### EXERCISE REQUIREMENTS
Could you count the lines in the data that contain "message"? Reply with the number only.
(RECORDS TO PROCESS Opens)
#[cfg(test)]
mod tests {
    use super::*;
    use crate::interfaces::CollectionMode;

    fn record(device: &str, name: &str, ip: &str, prefix: u8) -> InterfaceRecord {
        InterfaceRecord {
            device: device.to_string(),
            name: name.to_string(),
            admin_state: Some("UP".to_string()),
            oper_state: Some("UP".to_string()),
            ip_address: ip.parse().ok(),
            prefix_length: Some(prefix),
            vrf: None,
            description: None,
            is_management: crate::interfaces::is_management_interface(name),
            details: None,
            status: None,
        }
    }

    fn inventory(device: &str, interfaces: Vec<InterfaceRecord>) -> InterfaceInventory {
        InterfaceInventory {
            device: device.to_string(),
            mode: CollectionMode::Brief,
            interfaces,
            summary: None,
        }
    }

    fn lab() -> Vec<InterfaceInventory> {
        vec![
            inventory(
                "xrd-2",
                vec![
                    record("xrd-2", "GigabitEthernet0/0/0/0", "10.0.0.2", 30),
                    record("xrd-2", "GigabitEthernet0/0/0/1", "10.0.0.5", 30),
                    record("xrd-2", "MgmtEth0/RP0/CPU0/0", "192.168.0.12", 24),
                ],
            ),
            inventory(
                "xrd-1",
                vec![
                    record("xrd-1", "GigabitEthernet0/0/0/0", "10.0.0.1", 30),
                    record("xrd-1", "MgmtEth0/RP0/CPU0/0", "192.168.0.11", 24),
                ],
            ),
            inventory(
                "xrd-3",
                vec![record("xrd-3", "GigabitEthernet0/0/0/0", "10.0.0.6", 30)],
            ),
        ]
    }

    #[test]
    fn test_subnet_key_normalizes() {
        let a = SubnetKey::new("10.0.0.1".parse().unwrap(), 30).unwrap();
        let b: SubnetKey = "10.0.0.2/30".parse().unwrap();
        assert_eq!(a, b);
        assert_eq!(a.to_string(), "10.0.0.0/30");
        assert!(SubnetKey::new(Ipv4Addr::LOCALHOST, 33).is_none());
    }

    #[test]
    fn test_single_link_yields_one_edge() {
        let graph = build_topology(&lab()[..2]);

        assert_eq!(graph.edge_count(), 1);
        let edge = &graph.edges[0];
        assert_eq!(edge.source, "xrd-1");
        assert_eq!(edge.target, "xrd-2");
        assert_eq!(edge.attributes.network.to_string(), "10.0.0.0/30");
        assert_eq!(edge.attributes.local_ip, Ipv4Addr::new(10, 0, 0, 1));
        assert_eq!(edge.attributes.remote_ip, Ipv4Addr::new(10, 0, 0, 2));
    }

    #[test]
    fn test_build_is_deterministic() {
        let mut reversed = lab();
        reversed.reverse();

        let first = serde_json::to_string(&build_topology(&lab())).unwrap();
        let second = serde_json::to_string(&build_topology(&lab())).unwrap();
        let third = serde_json::to_string(&build_topology(&reversed)).unwrap();
        assert_eq!(first, second);
        assert_eq!(first, third);
    }

    #[test]
    fn test_management_interfaces_never_linked() {
        let graph = build_topology(&lab());
        assert_eq!(graph.edge_count(), 2);
        assert!(graph.edges.iter().all(|e| {
            !e.attributes.local_interface.starts_with("Mgmt")
                && !e.attributes.remote_interface.starts_with("Mgmt")
        }));
        assert!(graph.segment(&"192.168.0.0/24".parse().unwrap()).is_empty());
    }

    #[test]
    fn test_same_device_pairs_need_loopback() {
        let graph = build_topology(&[inventory(
            "xrd-1",
            vec![
                record("xrd-1", "GigabitEthernet0/0/0/0", "10.1.1.1", 24),
                record("xrd-1", "GigabitEthernet0/0/0/1", "10.1.1.2", 24),
                record("xrd-1", "Loopback0", "10.2.2.1", 24),
                record("xrd-1", "GigabitEthernet0/0/0/2", "10.2.2.2", 24),
            ],
        )]);

        assert_eq!(graph.edge_count(), 1);
        assert!(graph.edges[0].is_self_loop());
        assert_eq!(graph.edges[0].attributes.network.to_string(), "10.2.2.0/24");
    }

    #[test]
    fn test_devices_without_links_are_still_nodes() {
        let graph = build_topology(&[
            inventory("lonely", vec![record("lonely", "Gi0/0", "172.16.0.1", 24)]),
            inventory("empty", vec![]),
        ]);
        assert_eq!(graph.nodes, vec!["lonely", "empty"]);
        assert_eq!(graph.edge_count(), 0);
        assert!(graph.is_sparse());
    }

    #[test]
    fn test_graph_queries() {
        let graph = build_topology(&lab());

        let neighbors = graph.neighbors("xrd-2");
        let names: Vec<_> = neighbors.iter().map(|n| n.neighbor).collect();
        assert_eq!(names, vec!["xrd-1", "xrd-3"]);

        assert_eq!(
            graph.shortest_path("xrd-1", "xrd-3"),
            Some(vec!["xrd-1".to_string(), "xrd-2".to_string(), "xrd-3".to_string()])
        );
        assert_eq!(graph.shortest_path("xrd-1", "nowhere"), None);

        let segment = graph.segment(&"10.0.0.4/30".parse().unwrap());
        assert_eq!(segment, vec!["xrd-2", "xrd-3"]);
    }

    #[test]
    fn test_parallel_links_are_separate_neighbors() {
        let graph = build_topology(&[
            inventory(
                "pe-1",
                vec![
                    record("pe-1", "Gi0/0", "10.1.0.1", 31),
                    record("pe-1", "Gi0/1", "10.1.0.3", 31),
                    record("pe-1", "Loopback0", "10.9.9.1", 24),
                    record("pe-1", "Gi0/9", "10.9.9.2", 24),
                ],
            ),
            inventory(
                "p-1",
                vec![
                    record("p-1", "Gi0/0", "10.1.0.0", 31),
                    record("p-1", "Gi0/1", "10.1.0.2", 31),
                ],
            ),
        ]);

        let neighbors = graph.neighbors("pe-1");
        let links: Vec<_> = neighbors
            .iter()
            .map(|n| (n.neighbor, n.attributes.network.to_string()))
            .collect();
        assert_eq!(
            links,
            vec![
                ("p-1", "10.1.0.0/31".to_string()),
                ("p-1", "10.1.0.2/31".to_string()),
                ("pe-1", "10.9.9.0/24".to_string()),
            ]
        );
        assert_eq!(graph.neighbors("p-1").len(), 2);
        assert!(graph.neighbors("nowhere").is_empty());
    }

    #[test]
    fn test_shortest_path_tie_break_is_stable() {
        // Square: a-b, a-c, b-d, c-d. Both a-b-d and a-c-d are two hops.
        let graph = build_topology(&[
            inventory(
                "a",
                vec![record("a", "e0", "10.0.1.1", 30), record("a", "e1", "10.0.2.1", 30)],
            ),
            inventory(
                "c",
                vec![record("c", "e0", "10.0.2.2", 30), record("c", "e1", "10.0.4.1", 30)],
            ),
            inventory(
                "b",
                vec![record("b", "e0", "10.0.1.2", 30), record("b", "e1", "10.0.3.1", 30)],
            ),
            inventory(
                "d",
                vec![record("d", "e0", "10.0.3.2", 30), record("d", "e1", "10.0.4.2", 30)],
            ),
            inventory("island", vec![]),
        ]);

        let expected = Some(vec!["a".to_string(), "b".to_string(), "d".to_string()]);
        for _ in 0..5 {
            assert_eq!(graph.shortest_path("a", "d"), expected);
        }
        assert_eq!(graph.shortest_path("d", "d"), Some(vec!["d".to_string()]));
        assert_eq!(graph.shortest_path("a", "island"), None);
    }

    #[test]
    fn test_serializes_as_direct_connections() {
        let graph = build_topology(&lab()[..2]);
        let value = serde_json::to_value(&graph).unwrap();

        let connections = value["direct_connections"].as_array().unwrap();
        assert_eq!(connections.len(), 1);
        assert_eq!(connections[0]["source"], "xrd-1");
        assert_eq!(connections[0]["attributes"]["network"], "10.0.0.0/30");
        assert_eq!(connections[0]["attributes"]["local_interface"], "GigabitEthernet0/0/0/0");
    }
}
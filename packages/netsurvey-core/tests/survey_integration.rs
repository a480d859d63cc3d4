use netsurvey_core::batch::DeviceOutcome;
use netsurvey_core::{
    Device, QueryClient, QueryError, QueryRequest, RetryPolicy, Role, SurveyConfig, Surveyor,
};
use serde_json::{Value, json};
use std::collections::{HashMap, VecDeque};
use std::sync::Mutex;
use std::time::Duration;

/// Answers from scripted responses keyed by (device, request name).
/// The last scripted response for a key repeats; unknown keys report a
/// missing feature.
#[derive(Default)]
struct FakeClient {
    responses: Mutex<HashMap<(String, String), VecDeque<Result<Value, QueryError>>>>,
}

impl FakeClient {
    fn respond(self, device: &str, request: &str, response: Result<Value, QueryError>) -> Self {
        self.responses
            .lock()
            .unwrap()
            .entry((device.to_string(), request.to_string()))
            .or_default()
            .push_back(response);
        self
    }
}

impl QueryClient for FakeClient {
    async fn send(&self, device: &Device, request: &QueryRequest) -> Result<Value, QueryError> {
        let mut responses = self.responses.lock().unwrap();
        match responses.get_mut(&(device.name.clone(), request.name.clone())) {
            Some(queue) if queue.len() > 1 => queue.pop_front().unwrap(),
            Some(queue) => queue.front().cloned().unwrap(),
            None => Err(QueryError::FeatureNotAvailable {
                feature: request.name.clone(),
                message: format!("no scripted {} response for {}", request.name, device.name),
            }),
        }
    }
}

fn fast_config() -> SurveyConfig {
    SurveyConfig {
        retry: RetryPolicy {
            max_retries: 2,
            base_delay: Duration::ZERO,
            max_delay: Duration::ZERO,
            jitter: (Duration::ZERO, Duration::ZERO),
        },
        ..SurveyConfig::default()
    }
}

fn notification(updates: Vec<(&str, Value)>) -> Value {
    let updates: Vec<Value> = updates
        .into_iter()
        .map(|(path, val)| json!({"path": path, "val": val}))
        .collect();
    json!({"notification": [{"timestamp": 1700000000, "update": updates}]})
}

fn interfaces(entries: &[(&str, &str, u8)]) -> Value {
    let list: Vec<Value> = entries
        .iter()
        .map(|(name, ip, prefix)| {
            json!({
                "name": name,
                "state": {"admin-status": "UP", "oper-status": "UP"},
                "subinterfaces": {"subinterface": [{
                    "index": 0,
                    "openconfig-if-ip:ipv4": {"addresses": {"address": [
                        {"ip": ip, "state": {"prefix-length": prefix}}
                    ]}}
                }]}
            })
        })
        .collect();
    notification(vec![("openconfig-interfaces:interfaces", json!({"interface": list}))])
}

fn lab_devices() -> Vec<Device> {
    vec![
        Device::new("xrd-1", "10.10.20.101"),
        Device::new("xrd-2", "10.10.20.102"),
        Device::new("xrd-3", "10.10.20.103"),
    ]
}

#[tokio::test]
async fn test_topology_skips_failed_devices() {
    let client = FakeClient::default()
        .respond(
            "xrd-1",
            "interfaces",
            Ok(interfaces(&[
                ("GigabitEthernet0/0/0/0", "10.0.0.1", 30),
                ("MgmtEth0/RP0/CPU0/0", "192.168.0.11", 24),
            ])),
        )
        .respond(
            "xrd-2",
            "interfaces",
            Ok(interfaces(&[
                ("GigabitEthernet0/0/0/0", "10.0.0.2", 30),
                ("MgmtEth0/RP0/CPU0/0", "192.168.0.12", 24),
            ])),
        )
        .respond(
            "xrd-3",
            "interfaces",
            Err(QueryError::transport("xrd-3", "CONNECTION_REFUSED", "connection refused")),
        );

    let surveyor = Surveyor::new(client, fast_config());
    let survey = surveyor.topology(&lab_devices()).await;

    assert_eq!(survey.collection.total_devices, 3);
    assert_eq!(survey.collection.successful, 2);
    assert_eq!(survey.collection.failed, 1);
    assert_eq!(survey.missing_devices, vec!["xrd-3"]);

    assert_eq!(survey.graph.nodes, vec!["xrd-1", "xrd-2"]);
    assert_eq!(survey.graph.edge_count(), 1);
    let edge = &survey.graph.edges[0];
    assert_eq!((edge.source.as_str(), edge.target.as_str()), ("xrd-1", "xrd-2"));
    assert_eq!(edge.attributes.network.to_string(), "10.0.0.0/30");

    let value = serde_json::to_value(&survey).unwrap();
    assert_eq!(value["direct_connections"].as_array().unwrap().len(), 1);
}

#[tokio::test]
async fn test_rate_limited_query_is_retried() {
    let throttled = QueryError::Transport {
        device: "xrd-1".to_string(),
        kind: "GRPC_ERROR".to_string(),
        message: "RESOURCE_EXHAUSTED".to_string(),
        details: Some("exceeded requests limit".to_string()),
    };
    let client = FakeClient::default()
        .respond("xrd-1", "interfaces", Err(throttled))
        .respond(
            "xrd-1",
            "interfaces",
            Ok(interfaces(&[("Loopback0", "10.255.0.1", 32)])),
        );

    let surveyor = Surveyor::new(client, fast_config());
    let inventory = surveyor
        .interfaces(&lab_devices()[0], None)
        .await
        .unwrap();

    assert_eq!(inventory.interfaces.len(), 1);
    assert_eq!(inventory.summary.unwrap().with_ip, 1);
}

#[tokio::test]
async fn test_detailed_lookup_of_missing_interface() {
    let client = FakeClient::default().respond(
        "xrd-1",
        "interface-detail",
        Ok(json!({"notification": []})),
    );

    let surveyor = Surveyor::new(client, fast_config());
    let err = surveyor
        .interfaces(&lab_devices()[0], Some("Bundle-Ether9"))
        .await
        .unwrap_err();

    assert_eq!(
        err,
        QueryError::InterfaceNotFound {
            device: "xrd-1".to_string(),
            interface: "Bundle-Ether9".to_string(),
        }
    );
}

#[tokio::test]
async fn test_undecodable_response_is_empty_not_error() {
    let client =
        FakeClient::default().respond("xrd-1", "interfaces", Ok(json!({"unexpected": true})));

    let surveyor = Surveyor::new(client, fast_config());
    let inventory = surveyor
        .interfaces(&lab_devices()[0], None)
        .await
        .unwrap();
    assert!(inventory.interfaces.is_empty());
}

#[tokio::test]
async fn test_profile_uses_vrf_scoped_bgp_state() {
    let ni = "openconfig-network-instance:network-instances/network-instance[name=default]";
    let profile = notification(vec![
        (
            format!("{ni}/mpls/global/interface-attributes/interface[interface-id=Gi0/0/0/0]/state").as_str(),
            json!({"mpls-enabled": true}),
        ),
        (
            format!("{ni}/protocols/protocol/isis/global/state").as_str(),
            json!({"authentication-check": true}),
        ),
        (
            format!("{ni}/protocols/protocol/bgp/global/afi-safis/afi-safi[afi-safi-name=L3VPN_IPV4_UNICAST]/state").as_str(),
            json!({"afi-safi-name": "openconfig-bgp-types:L3VPN_IPV4_UNICAST", "enabled": true}),
        ),
    ]);
    let vrfs = notification(vec![
        ("network-instances/network-instance[name=default]/state/name", json!("default")),
        ("network-instances/network-instance[name=CUSTOMER_A]/state/name", json!("CUSTOMER_A")),
        ("network-instances/network-instance[name=CUSTOMER_B]/state/name", json!("CUSTOMER_B")),
    ]);
    let customer_a = notification(vec![(
        "network-instances/network-instance[name=CUSTOMER_A]/protocols/protocol/bgp/global/afi-safis/afi-safi[afi-safi-name=IPV4_UNICAST]/state",
        json!({"afi-safi-name": "openconfig-bgp-types:IPV4_UNICAST", "enabled": true}),
    )]);

    let client = FakeClient::default()
        .respond("xrd-1", "device-profile", Ok(profile))
        .respond("xrd-1", "vrf-names", Ok(vrfs))
        .respond("xrd-1", "vpn-bgp-CUSTOMER_A", Ok(customer_a))
        .respond(
            "xrd-1",
            "vpn-bgp-CUSTOMER_B",
            Err(QueryError::transport("xrd-1", "GRPC_ERROR", "internal error")),
        );

    let surveyor = Surveyor::new(client, fast_config());
    let profile = surveyor.device_profile(&lab_devices()[0]).await.unwrap();

    assert!(profile.features.vpn_ipv4_unicast_bgp);
    assert_eq!(profile.role, Role::ProviderEdge);
}

#[tokio::test]
async fn test_profile_batch_reports_missing_features() {
    let client = FakeClient::default().respond(
        "xrd-1",
        "device-profile",
        Ok(notification(vec![(
            "network-instances/network-instance[name=default]/protocols/protocol/isis/global/state",
            json!({}),
        )])),
    );

    let surveyor = Surveyor::new(client, fast_config());
    let batch = surveyor.profile_batch(&lab_devices()[..2]).await;

    assert_eq!(batch.summary.successful, 1);
    assert_eq!(batch.summary.feature_not_available, 1);
    assert_eq!(batch.results[0].data().map(|p| p.role), Some(Role::IgpOnly));
    assert!(matches!(
        batch.results[1].outcome,
        DeviceOutcome::FeatureNotAvailable { .. }
    ));
}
(RECORDS TO PROCESS Closes)
### RESPONSE
2